Ningiukulu Teevee: Drawings and Prints from Cape Dorset
Ningiukulu Teevee has never lost her wonder at the world, and, at heart, she is unikaarti—a storyteller. She thinks in pictures, and drawing is her language. Teevee is soft-spoken, but her message is clear and strong, and with it she is expanding the narrative of the North, breaking new ground for Inuit art. Teevee hails from Cape Dorset, home to a multigenerational community of artists and the Kinngait Studios, the longest continually operating print studios in Canada. Her work is rooted in respect for traditional Inuit culture and an abiding love of family, but Teevee has proven herself unafraid of pushing artistic boundaries. In drawings alive with mischievous charm or weighted by a grittier reality, she often merges traditional Inuit art with contemporary aesthetics, revealing positive and negative changes to life in Arctic communities. This is the first monograph of the artist’s work.
92 Pages
9.5" x 8.25"
2019
Leslie Boyd was employed by the West Baffin Eskimo Co-operative for thirty-two years, living in Cape Dorset, Nunavut, and in Toronto, where she was director of the Co-op's marketing division, Dorset Fine Arts. As an independent writer and curator, Boyd has published essays in exhibition catalogues for private galleries and public institutions.

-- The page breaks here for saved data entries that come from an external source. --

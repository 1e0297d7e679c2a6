#![doc = include_str!("../README.md")]

pub use acheron_core as core;
pub use acheron_engine as engine;

pub use thiserror;

pub mod device;
pub mod error;
pub mod group;
pub mod metrics;
pub mod negotiator;
mod setfile;
pub mod shot;
pub mod tap;
pub mod tunables;

pub use error::ChainError;

pub mod prelude {
    pub use crate::device::{IspChain, IspChainBuilder, LifecycleState, SharedHardware};
    pub use crate::error::ChainError;
    pub use crate::group::{Group, GroupState};
    pub use crate::metrics::{PipelineMetrics, StageMetrics};
    pub use crate::negotiator::{Stage3Outcome, StageNegotiator};
    pub use crate::shot::SHOT_METADATA_BYTES;
    pub use crate::tap::{CaptureTap, TapState};
    pub use crate::tunables::{ChainTunables, chain_tunables, set_chain_tunables};
    pub use acheron_engine::prelude::*;
}
impl IspChainBuilder {
    pub fn new(instance: InstanceId, engine: Arc<dyn EngineCommands>) -> Self {
        Self {
            instance,
            engine,
            completions: None,
            sync: Arc::new(NullSync),
            topology: GroupTopology::default(),
            companion: Arc::new(NoCompanion),
            shared: SharedHardware::new(),
            rear_facing: false,
            setfile_addr: 0x5000_0000,
            setfile_name: "setfile.bin".into(),
        }
    }

    /// Completion queue the engine delivers shot completions into.
    pub fn completions(mut self, queue: CompletionQueue) -> Self {
        self.completions = Some(queue);
        self
    }

    /// Cache maintenance hooks for the shared parameter region.
    pub fn region_sync(mut self, sync: Arc<dyn RegionSync>) -> Self {
        self.sync = sync;
        self
    }

    /// Group topology flags (OTF vs DMA-fed 3A input).
    pub fn topology(mut self, topology: GroupTopology) -> Self {
        self.topology = topology;
        self
    }

    /// Mark this instance as an offline reprocessing device.
    pub fn reprocessing(mut self, reprocessing: bool) -> Self {
        self.topology.reprocessing = reprocessing;
        self
    }

    /// Companion-chip loader for rear-facing non-reprocessing instances.
    pub fn companion(mut self, loader: Arc<dyn CompanionLoader>) -> Self {
        self.companion = loader;
        self
    }

    /// Shared power/firmware resource when multiple logical instances
    /// drive one physical device.
    pub fn shared_hardware(mut self, shared: Arc<SharedHardware>) -> Self {
        self.shared = shared;
        self
    }

    pub fn rear_facing(mut self, rear: bool) -> Self {
        self.rear_facing = rear;
        self
    }

    /// Scene-preset bundle location handed to the engine at init.
    pub fn setfile_bundle(mut self, addr: u32, name: &str) -> Self {
        self.setfile_addr = addr;
        self.setfile_name = name.to_string();
        self
    }

    /// Open the device: allocate the shared region, reset geometry and
    /// taps, open the groups, and bring up shared hardware for the first
    /// instance.
    pub fn open(self) -> Result<IspChain, ChainError> {
        let tunables = chain_tunables();
        let completions = self
            .completions
            .unwrap_or_else(|| CompletionQueue::with_capacity(tunables.completion_depth));
        let reprocessing = self.topology.reprocessing;

        let (power_on, firmware_loaded) = self.shared.acquire(self.instance.owns_hardware());

        let mut groups = [
            Group::new(GroupSlot::Bayer, tunables.frame_capacity),
            Group::new(GroupSlot::Isp, 0),
            Group::new(GroupSlot::Stabilizer, 0),
        ];
        for group in &mut groups {
            // Reprocessing instances never open the stabilizer.
            if group.slot() == GroupSlot::Stabilizer && reprocessing {
                continue;
            }
            group.open();
        }

        let metrics = PipelineMetrics::default();
        info!(instance = self.instance.0, reprocessing, "isp chain open");

        Ok(IspChain {
            instance: self.instance,
            state: LifecycleState {
                open: true,
                firmware_loaded,
                power_on,
                sensor_bound: false,
                stream_started: false,
                reprocessing,
            },
            sensor: SensorGeometry::default(),
            chain: ChainGeometry::default(),
            params: ParamTable::new(self.sync.clone()),
            sync: self.sync,
            engine: self.engine,
            completions,
            groups,
            shared: self.shared,
            companion: self.companion,
            topology: self.topology,
            rear_facing: self.rear_facing,
            setfile_addr: self.setfile_addr,
            setfile_name: self.setfile_name,
            active_setfile: SetfileWord::default(),
            zoom: RATIO_ONE,
            metrics,
        })
    }
}
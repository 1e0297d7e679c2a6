use std::sync::Arc;

use acheron::prelude::*;
use acheron_core::ids::ChainId;

fn main() -> Result<(), ChainError> {
    let completions = CompletionQueue::with_capacity(8);
    let engine = Arc::new(VirtualEngine::new(completions.clone()));

    let mut chain = IspChainBuilder::new(InstanceId(0), engine)
        .completions(completions)
        .open()?;
    chain.init(
        SensorModuleId(0x2177),
        SensorGeometry {
            output: PixelSize::new(4128, 3096),
            margins: Margins::new(16, 16, 12, 12),
            binning: RATIO_ONE,
            bns: PixelSize::default(),
            framerate: 30,
        },
    )?;

    let active = PixelSize::new(4096, 3072);
    let out = PixelSize::new(2560, 1920);
    chain.negotiate_stage0(CropRect::full(active), CropRect::centered(active, out))?;
    chain.negotiate_stage1(out)?;
    chain.negotiate_stage2(out)?;
    chain.negotiate_stage3(PixelSize::new(1280, 720))?;

    for ratio in [1000u32, 1500, 2000, 4000] {
        chain.set_zoom(ratio)?;
        let geometry = chain.chain_geometry();
        let crop = geometry.segment(ChainId::Chain0).crop;
        println!(
            "zoom {:.1}x -> chain0 crop {} -> chain1 output {}",
            ratio as f64 / 1000.0,
            crop,
            geometry.segment(ChainId::Chain1).output
        );
    }

    // Out-of-range chain3 requests clamp instead of failing.
    let outcome = chain.negotiate_stage3(PixelSize::new(64, 48))?;
    println!(
        "tiny request corrected to {} (clamped: {})",
        outcome.output, outcome.clamped
    );

    chain.close()
}
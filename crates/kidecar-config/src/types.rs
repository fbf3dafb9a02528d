//! Configuration types

use serde::{Deserialize, Deserializer, Serialize};
use std::collections::BTreeMap;
use std::fmt;
use std::net::SocketAddr;
use std::str::FromStr;
use std::time::Duration;

/// Root sidecar configuration document
#[derive(Debug, Clone, Default, Serialize, Deserialize, PartialEq)]
#[serde(rename_all = "camelCase")]
pub struct SidecarConfig {
    /// Plugin descriptors, in document order
    #[serde(default, deserialize_with = "deserialize_plugins")]
    pub plugins: Vec<PluginDescriptor>,

    /// Restart policy (advisory, never consulted by the host)
    #[serde(default)]
    pub restart_policy: RestartPolicy,

    /// Resource hints for the sidecar container
    #[serde(default)]
    pub resources: BTreeMap<String, String>,

    /// Whether the sidecar starts before or after the main container
    #[serde(default)]
    pub sidecar_start_order: SidecarStartOrder,

    /// Host runtime settings
    #[serde(default)]
    pub host: HostSettings,
}

impl SidecarConfig {
    /// Look up a plugin descriptor by name
    pub fn plugin(&self, name: &str) -> Option<&PluginDescriptor> {
        self.plugins.iter().find(|p| p.name == name)
    }

    /// Names of all configured plugins
    pub fn plugin_names(&self) -> impl Iterator<Item = &str> {
        self.plugins.iter().map(|p| p.name.as_str())
    }
}

/// Declarative configuration for one plugin
#[derive(Debug, Clone, Serialize, Deserialize, PartialEq)]
#[serde(rename_all = "camelCase")]
pub struct PluginDescriptor {
    /// Plugin name, unique within the document
    #[serde(default)]
    pub name: String,

    /// Boot order hint
    #[serde(default)]
    pub boot_order: i32,

    /// Opaque plugin-specific configuration
    #[serde(default = "empty_object", deserialize_with = "null_as_empty_object")]
    pub config: serde_json::Value,
}

impl PluginDescriptor {
    /// Create a descriptor with the given raw config
    pub fn new(name: impl Into<String>, config: serde_json::Value) -> Self {
        Self {
            name: name.into(),
            boot_order: 0,
            config,
        }
    }
}

fn empty_object() -> serde_json::Value {
    serde_json::Value::Object(serde_json::Map::new())
}

fn null_as_empty_object<'de, D>(deserializer: D) -> Result<serde_json::Value, D::Error>
where
    D: Deserializer<'de>,
{
    let value = Option::<serde_json::Value>::deserialize(deserializer)?;
    Ok(match value {
        None | Some(serde_json::Value::Null) => empty_object(),
        Some(v) => v,
    })
}

/// Plugins may be written as a list of descriptors or as a map keyed by name
#[derive(Deserialize)]
#[serde(untagged)]
enum PluginsRepr {
    List(Vec<PluginDescriptor>),
    Map(BTreeMap<String, PluginDescriptor>),
}

fn deserialize_plugins<'de, D>(deserializer: D) -> Result<Vec<PluginDescriptor>, D::Error>
where
    D: Deserializer<'de>,
{
    let repr = Option::<PluginsRepr>::deserialize(deserializer)?;
    Ok(match repr {
        None => Vec::new(),
        Some(PluginsRepr::List(list)) => list,
        Some(PluginsRepr::Map(map)) => map
            .into_iter()
            .map(|(key, mut descriptor)| {
                if descriptor.name.is_empty() {
                    descriptor.name = key;
                }
                descriptor
            })
            .collect(),
    })
}

/// Sidecar restart policy
#[derive(Debug, Clone, Copy, Default, PartialEq, Eq, Serialize, Deserialize)]
#[serde(try_from = "String", into = "String")]
pub enum RestartPolicy {
    /// Always restart
    #[default]
    Always,
    /// Restart on failure only
    OnFailure,
    /// Never restart
    Never,
}

impl FromStr for RestartPolicy {
    type Err = String;

    fn from_str(s: &str) -> Result<Self, Self::Err> {
        match s {
            "" | "Always" => Ok(RestartPolicy::Always),
            "OnFailure" => Ok(RestartPolicy::OnFailure),
            "Never" => Ok(RestartPolicy::Never),
            other => Err(format!(
                "unknown restart policy '{other}' (expected Always, OnFailure or Never)"
            )),
        }
    }
}

impl TryFrom<String> for RestartPolicy {
    type Error = String;

    fn try_from(value: String) -> Result<Self, Self::Error> {
        value.parse()
    }
}

impl From<RestartPolicy> for String {
    fn from(policy: RestartPolicy) -> Self {
        policy.to_string()
    }
}

impl fmt::Display for RestartPolicy {
    fn fmt(&self, f: &mut fmt::Formatter<'_>) -> fmt::Result {
        match self {
            RestartPolicy::Always => write!(f, "Always"),
            RestartPolicy::OnFailure => write!(f, "OnFailure"),
            RestartPolicy::Never => write!(f, "Never"),
        }
    }
}

/// Start order of the sidecar relative to the main container
#[derive(Debug, Clone, Copy, Default, PartialEq, Eq, Serialize, Deserialize)]
#[serde(try_from = "String", into = "String")]
pub enum SidecarStartOrder {
    /// Start before the main container
    Before,
    /// Start after the main container
    #[default]
    After,
}

impl FromStr for SidecarStartOrder {
    type Err = String;

    fn from_str(s: &str) -> Result<Self, Self::Err> {
        match s.to_ascii_lowercase().as_str() {
            "before" => Ok(SidecarStartOrder::Before),
            "" | "after" => Ok(SidecarStartOrder::After),
            _ => Err(format!(
                "unknown sidecar start order '{s}' (expected Before or After)"
            )),
        }
    }
}

impl TryFrom<String> for SidecarStartOrder {
    type Error = String;

    fn try_from(value: String) -> Result<Self, Self::Error> {
        value.parse()
    }
}

impl From<SidecarStartOrder> for String {
    fn from(order: SidecarStartOrder) -> Self {
        match order {
            SidecarStartOrder::Before => "Before".to_string(),
            SidecarStartOrder::After => "After".to_string(),
        }
    }
}

/// Settings for the plugin host itself
#[derive(Debug, Clone, Serialize, Deserialize, PartialEq)]
#[serde(rename_all = "camelCase")]
pub struct HostSettings {
    /// Interval between status polls of one plugin
    #[serde(default = "default_poll_interval", with = "humantime_serde")]
    pub poll_interval: Duration,

    /// Delay between launching consecutive poll tasks
    #[serde(default = "default_poll_stagger", with = "humantime_serde")]
    pub poll_stagger: Duration,

    /// Upper bound on host shutdown
    #[serde(default = "default_stop_timeout", with = "humantime_serde")]
    pub stop_timeout: Duration,

    /// Liveness web server
    #[serde(default)]
    pub web_server: WebServerConfig,

    /// Listen address of the metric storage endpoint
    #[serde(default = "default_metrics_listen")]
    pub metrics_listen: SocketAddr,
}

impl Default for HostSettings {
    fn default() -> Self {
        Self {
            poll_interval: default_poll_interval(),
            poll_stagger: default_poll_stagger(),
            stop_timeout: default_stop_timeout(),
            web_server: WebServerConfig::default(),
            metrics_listen: default_metrics_listen(),
        }
    }
}

fn default_poll_interval() -> Duration {
    Duration::from_secs(5)
}

fn default_poll_stagger() -> Duration {
    Duration::from_secs(1)
}

fn default_stop_timeout() -> Duration {
    Duration::from_secs(20)
}

fn default_metrics_listen() -> SocketAddr {
    SocketAddr::from(([0, 0, 0, 0], 8081))
}

/// Liveness web server configuration
#[derive(Debug, Clone, Serialize, Deserialize, PartialEq)]
pub struct WebServerConfig {
    /// Whether the liveness endpoint is served
    #[serde(default)]
    pub enabled: bool,

    /// Listen address
    #[serde(default = "default_web_listen")]
    pub listen: SocketAddr,
}

impl Default for WebServerConfig {
    fn default() -> Self {
        Self {
            enabled: false,
            listen: default_web_listen(),
        }
    }
}

fn default_web_listen() -> SocketAddr {
    SocketAddr::from(([0, 0, 0, 0], 8080))
}
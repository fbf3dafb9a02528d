//! Probe configuration

use kidecar_store::StorageConfig;
use serde::{Deserialize, Serialize};
use std::collections::BTreeMap;
use std::time::Duration;

/// Default delay before the first probe
pub const DEFAULT_START_DELAY_SECONDS: u64 = 30;

/// Default pause between probes of one endpoint
pub const DEFAULT_PROBE_INTERVAL_SECONDS: u64 = 5;

/// Default request timeout
pub const DEFAULT_TIMEOUT_SECONDS: u64 = 10;

/// Plugin configuration
#[derive(Debug, Clone, PartialEq, Serialize, Deserialize)]
#[serde(rename_all = "camelCase")]
pub struct HttpProbeConfig {
    /// Seconds to wait before probing starts
    #[serde(default = "default_start_delay")]
    pub start_delay_seconds: u64,

    /// Seconds between probes of the same endpoint
    #[serde(default = "default_probe_interval")]
    pub probe_interval_seconds: u64,

    /// Endpoints to probe
    #[serde(default)]
    pub endpoints: Vec<EndpointConfig>,
}

impl Default for HttpProbeConfig {
    fn default() -> Self {
        Self {
            start_delay_seconds: DEFAULT_START_DELAY_SECONDS,
            probe_interval_seconds: DEFAULT_PROBE_INTERVAL_SECONDS,
            endpoints: Vec::new(),
        }
    }
}

impl HttpProbeConfig {
    /// Delay before probing starts
    pub fn start_delay(&self) -> Duration {
        Duration::from_secs(self.start_delay_seconds)
    }

    /// Pause between probes; zero falls back to the default
    pub fn probe_interval(&self) -> Duration {
        match self.probe_interval_seconds {
            0 => Duration::from_secs(DEFAULT_PROBE_INTERVAL_SECONDS),
            secs => Duration::from_secs(secs),
        }
    }
}

fn default_start_delay() -> u64 {
    DEFAULT_START_DELAY_SECONDS
}

fn default_probe_interval() -> u64 {
    DEFAULT_PROBE_INTERVAL_SECONDS
}

/// One endpoint to probe
#[derive(Debug, Clone, PartialEq, Serialize, Deserialize)]
#[serde(rename_all = "camelCase")]
pub struct EndpointConfig {
    /// Target URL
    pub url: String,

    /// HTTP method; empty means GET
    #[serde(default)]
    pub method: String,

    /// Request headers
    #[serde(default)]
    pub headers: BTreeMap<String, String>,

    /// Request timeout in seconds; zero means the default
    #[serde(default)]
    pub timeout: u64,

    /// Status code a healthy endpoint answers with; zero means 200
    #[serde(default)]
    pub expected_status_code: u16,

    /// Where the probe result goes
    pub storage_config: StorageConfig,

    /// Extract a field from a JSON body instead of storing the whole body
    #[serde(default)]
    pub json_path_config: Option<JsonPathConfig>,
}

impl EndpointConfig {
    /// Request method, defaulting to GET
    pub fn method(&self) -> &str {
        if self.method.is_empty() {
            "GET"
        } else {
            &self.method
        }
    }

    /// Request timeout
    pub fn timeout(&self) -> Duration {
        match self.timeout {
            0 => Duration::from_secs(DEFAULT_TIMEOUT_SECONDS),
            secs => Duration::from_secs(secs),
        }
    }

    /// Expected status code
    pub fn expected_status(&self) -> u16 {
        match self.expected_status_code {
            0 => 200,
            code => code,
        }
    }
}

/// Field to extract from a JSON response body
#[derive(Debug, Clone, PartialEq, Serialize, Deserialize)]
#[serde(rename_all = "camelCase")]
pub struct JsonPathConfig {
    /// Dotted path, e.g. `status.players.0.name`
    pub json_path: String,

    /// Type the extracted value is converted to
    #[serde(default)]
    pub field_type: Option<FieldType>,
}

/// Conversion applied to an extracted value
#[derive(Debug, Clone, Copy, PartialEq, Eq, Serialize, Deserialize)]
#[serde(rename_all = "lowercase")]
pub enum FieldType {
    /// Stringify the value
    String,
    /// Integer
    Int,
    /// Floating point number
    Float,
}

She is also editor of Cape Dorset Prints: A Retrospective (Pomegranate, 2007), a comprehensive illustrated history of the Kinngait Studios in Cape Dorset, and author of Tim Pitsiulak: Drawings and Prints from Cape Dorset (Pomegranate, 2018). Boyd holds a master's degree in Environmental Studies from York University in Toronto, where she studied the history of the Inuit co-operative movement in northern Canada.
Published with Dorset fine Arts.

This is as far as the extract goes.